Pacific Biosciences, or PacBio, based in Menlo Park, Calif., creates petabytes of potentially valuable data that doctors, researchers and other Ph.D.-bearing employees might need to access at a moment’s notice.

Savings sequence

The company, which develops genomic sequencing systems and associated testing accessories, keeps data used in developing sequencers and other product testing for years. It has a variety of on-premises systems, both legacy and more modern, that range from NetApp, Vast Data, Spectra Logic and others.

“At PacBio, storage is our largest single IT cost,” Smestad said. “It’s the one we wrangle and try to stay on top of.”

Smestad and his team chose the Komprise Intelligent Data Management software to automate tiering of less used data, shifting data away from pricy flash arrays needed for immediate, high-intensity workloads to cheaper tape storage for general archiving and deeper cold storage.

The team also uses Komprise automation tools to weigh better storage practices that keep data in the cheapest possible locations without sacrificing accessibility.
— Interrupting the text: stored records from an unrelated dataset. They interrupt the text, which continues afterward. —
//! Mock transport for testing.
//!
//! Allows queueing inbound messages, capturing what was sent, and forcing
//! failures at each step of a link's life.

use super::{Transport, TransportError};
use async_trait::async_trait;
use std::collections::VecDeque;
use std::sync::{Arc, Mutex, MutexGuard, PoisonError};
use uno_types::{Message, WireError};

/// Mock transport for testing.
///
/// Clones share state, so a test can keep one handle while a follower owns
/// the other.
#[derive(Debug, Default, Clone)]
pub struct MockTransport {
    inner: Arc<Mutex<MockTransportInner>>,
}

#[derive(Debug, Default)]
struct MockTransportInner {
    connected: bool,
    connected_address: Option<String>,
    sent: Vec<Vec<u8>>,
    inbound: VecDeque<Vec<u8>>,
    unavailable: Vec<String>,
    fail_next_connect: Option<String>,
    fail_next_send: Option<String>,
    fail_next_recv: Option<String>,
}

impl MockTransport {
    /// Create a new mock transport.
    pub fn new() -> Self {
        Self::default()
    }

    fn lock(&self) -> MutexGuard<'_, MockTransportInner> {
        self.inner.lock().unwrap_or_else(PoisonError::into_inner)
    }

    /// Queue raw bytes to be returned by a later `recv()` call.
    pub fn queue_response(&self, data: Vec<u8>) {
        self.lock().inbound.push_back(data);
    }

    /// Encode and queue a message as if the authority had sent it.
    pub fn queue_message(&self, message: &Message) -> Result<(), WireError> {
        let bytes = message.to_bytes()?;
        self.queue_response(bytes);
        Ok(())
    }

    /// All raw frames that were sent.
    pub fn sent_messages(&self) -> Vec<Vec<u8>> {
        self.lock().sent.clone()
    }

    /// Sent frames decoded back into messages. Undecodable frames are skipped.
    pub fn sent_decoded(&self) -> Vec<Message> {
        self.lock()
            .sent
            .iter()
            .filter_map(|bytes| Message::from_bytes(bytes).ok())
            .collect()
    }

    /// The last frame that was sent.
    pub fn last_sent(&self) -> Option<Vec<u8>> {
        self.lock().sent.last().cloned()
    }

    /// The address that was connected to.
    pub fn connected_address(&self) -> Option<String> {
        self.lock().connected_address.clone()
    }

    /// Make every connect() to `address` fail as if nobody listens there.
    pub fn make_unavailable(&self, address: &str) {
        self.lock().unavailable.push(address.to_string());
    }

    /// Cause the next connect() to fail with the given error.
    pub fn fail_next_connect(&self, error: &str) {
        self.lock().fail_next_connect = Some(error.to_string());
    }

    /// Cause the next send() to fail with the given error.
    pub fn fail_next_send(&self, error: &str) {
        self.lock().fail_next_send = Some(error.to_string());
    }

    /// Cause the next recv() to fail with the given error.
    pub fn fail_next_recv(&self, error: &str) {
        self.lock().fail_next_recv = Some(error.to_string());
    }

    /// Clear all state (frames, queue, connection, forced failures).
    pub fn reset(&self) {
        *self.lock() = MockTransportInner::default();
    }
}

#[async_trait]
impl Transport for MockTransport {
    async fn connect(&self, address: &str) -> Result<(), TransportError> {
        let mut inner = self.lock();

        if inner.unavailable.iter().any(|a| a == address) {
            return Err(TransportError::PeerUnavailable(address.to_string()));
        }
        if let Some(error) = inner.fail_next_connect.take() {
            return Err(TransportError::ConnectionFailed(error));
        }

        inner.connected = true;
        inner.connected_address = Some(address.to_string());
        Ok(())
    }

    async fn send(&self, data: &[u8]) -> Result<(), TransportError> {
        let mut inner = self.lock();

        if !inner.connected {
            return Err(TransportError::NotConnected);
        }
        if let Some(error) = inner.fail_next_send.take() {
            return Err(TransportError::SendFailed(error));
        }

        inner.sent.push(data.to_vec());
        Ok(())
    }

    async fn recv(&self) -> Result<Vec<u8>, TransportError> {
        let mut inner = self.lock();

        if !inner.connected {
            return Err(TransportError::NotConnected);
        }
        if let Some(error) = inner.fail_next_recv.take() {
            return Err(TransportError::ReceiveFailed(error));
        }

        // An empty queue reads as the remote end having gone away
        inner
            .inbound
            .pop_front()
            .ok_or(TransportError::ConnectionClosed)
    }

    fn is_connected(&self) -> bool {
        self.lock().connected
    }

    async fn close(&self) -> Result<(), TransportError> {
        self.lock().connected = false;
        Ok(())
    }
}
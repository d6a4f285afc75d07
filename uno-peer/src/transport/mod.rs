//! Transport abstraction for peeruno.
//!
//! This module provides a pluggable transport layer that abstracts the
//! underlying link between a follower and the authority (in-memory for
//! simulations, mock for testing).
//!
//! # Design
//!
//! The transport trait is async and connection-oriented:
//! - `connect()` opens a link to the authority's address
//! - `send()` transmits one encoded message
//! - `recv()` receives one encoded message
//! - `close()` gracefully terminates
//!
//! The authority side accepts links through a [`Listener`]. Delivery is
//! reliable and FIFO per link; nothing is ordered across links.
//!
//! # Example
//!
//! ```ignore
//! let network = MemoryNetwork::new(64);
//! let mut listener = network.listen("table-1")?;
//!
//! let transport = network.transport(PlayerId::new());
//! transport.connect("table-1").await?;
//! let (peer_id, link) = listener.accept().await?;
//! ```

mod memory;
mod mock;

pub use memory::{MemoryListener, MemoryNetwork, MemoryTransport};
pub use mock::MockTransport;

use async_trait::async_trait;
use thiserror::Error;
use uno_types::PlayerId;

/// Transport errors.
#[derive(Debug, Error)]
pub enum TransportError {
    /// Connection failed.
    #[error("connection failed: {0}")]
    ConnectionFailed(String),

    /// Not connected.
    #[error("not connected")]
    NotConnected,

    /// Connection closed.
    #[error("connection closed")]
    ConnectionClosed,

    /// Send failed.
    #[error("send failed: {0}")]
    SendFailed(String),

    /// Receive failed.
    #[error("receive failed: {0}")]
    ReceiveFailed(String),

    /// Connection timeout.
    #[error("connection timeout")]
    Timeout,

    /// Nobody is listening at the address.
    #[error("peer unavailable: {0}")]
    PeerUnavailable(String),
}

/// Transport trait for sending and receiving protocol messages.
///
/// Implementations handle the underlying connection mechanism
/// (in-memory channels, mock, etc).
#[async_trait]
pub trait Transport: Send + Sync {
    /// Connect to the authority identified by the given address.
    async fn connect(&self, address: &str) -> Result<(), TransportError>;

    /// Send bytes over the connection.
    ///
    /// The bytes are one encoded [`uno_types::Message`].
    async fn send(&self, data: &[u8]) -> Result<(), TransportError>;

    /// Receive bytes from the connection.
    ///
    /// Waits until data is available or the connection closes.
    async fn recv(&self) -> Result<Vec<u8>, TransportError>;

    /// Check if currently connected.
    fn is_connected(&self) -> bool;

    /// Close the connection gracefully.
    async fn close(&self) -> Result<(), TransportError>;
}

/// Source of inbound links on the authority side.
#[async_trait]
pub trait Listener: Send {
    /// Link type handed out per accepted peer.
    type Link: Transport + 'static;

    /// Wait for the next peer to open a link.
    ///
    /// Returns [`TransportError::ConnectionClosed`] once the listener has
    /// shut down and no more links will arrive.
    async fn accept(&mut self) -> Result<(PlayerId, Self::Link), TransportError>;
}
Storage is our largest single IT cost. It’s the one we wrangle and try to stay on top of.
Jay SmestadSenior director of information technology, Pacific Biosciences

“I think our media cost is about $0.08 per gig,” he said. “It’s super cheap. We just back up everything. We don’t ever delete unless the users delete [data] on their own.”

Sinking in a data ocean

Before the IT team opted for the Komprise software, it had managed a handful of different storage arrays, which shifted data around according to scripts and tools developed by administrators. This often made data management across brands, operating systems and locations an arduous process. Stability was not a guarantee.

“You basically had administrators writing scripts or moving data from one file server to another,” Smestad said. “It’s a manual process. … If [IT admins] fat-fingered it, it’s gone. It’s really kind of scary stuff. People don’t like to do that job, [and] I really wanted to see [our storage] more as a commodity.”

Further complicating matters was a lack of unified namespaces for organizing user storage spaces and data silos — a task that Smestad and his team handled manually before adding the automation tools.

The software helps ease when data shifts around the new christened namespaces, Smestad noted, but also helps attach budget figures and estimates for data usage. Those figures were helpful when his department advocated for additional technologies and upgrades.

“It was something I could present to senior management,” he said. “Putting something in a framework where you can share it with C-level folks and they get it is a really good part of the tool as well.”

Competition among data management software companies continues to grow as demand increases the need for multi-cloud, nonproprietary management tools. Direct competitors to Komprise include StrongBox Data Solutions, Data Dynamics and Aparavi, and platform-specific software from storage hardware vendors including Dell EMC’s ClarityNow or the open source iRODS.

Mapping the future

PacBio uses Spectra Logic’s BlackPearl storage system to help store older and infrequently used data, with a majority of it backed up to tape, Smestad said. Data that isn’t accessed by staff shifts to lower and lower tiers every six months.

“We get about two restore requests a year,” he said. “[Our employees] generate [data] and they run their analysis. If it’s garbage, they never look at it again.”

A Vast Data flash array handles PacBio’s more pressing storage and data needs. The IT team maintains this system and purges older data to preserve performance and fast access speeds.

“We have to move off those primary tiers and take that data to those lower-cost tiers quickly,” he said. “That’s what we do with Komprise.”

Smestad expects to consider future Komprise tools to further automate policy creation and data classification.

Tim McCarthy is a journalist living on the North Shore of Massachusetts. He covers cloud and data storage news.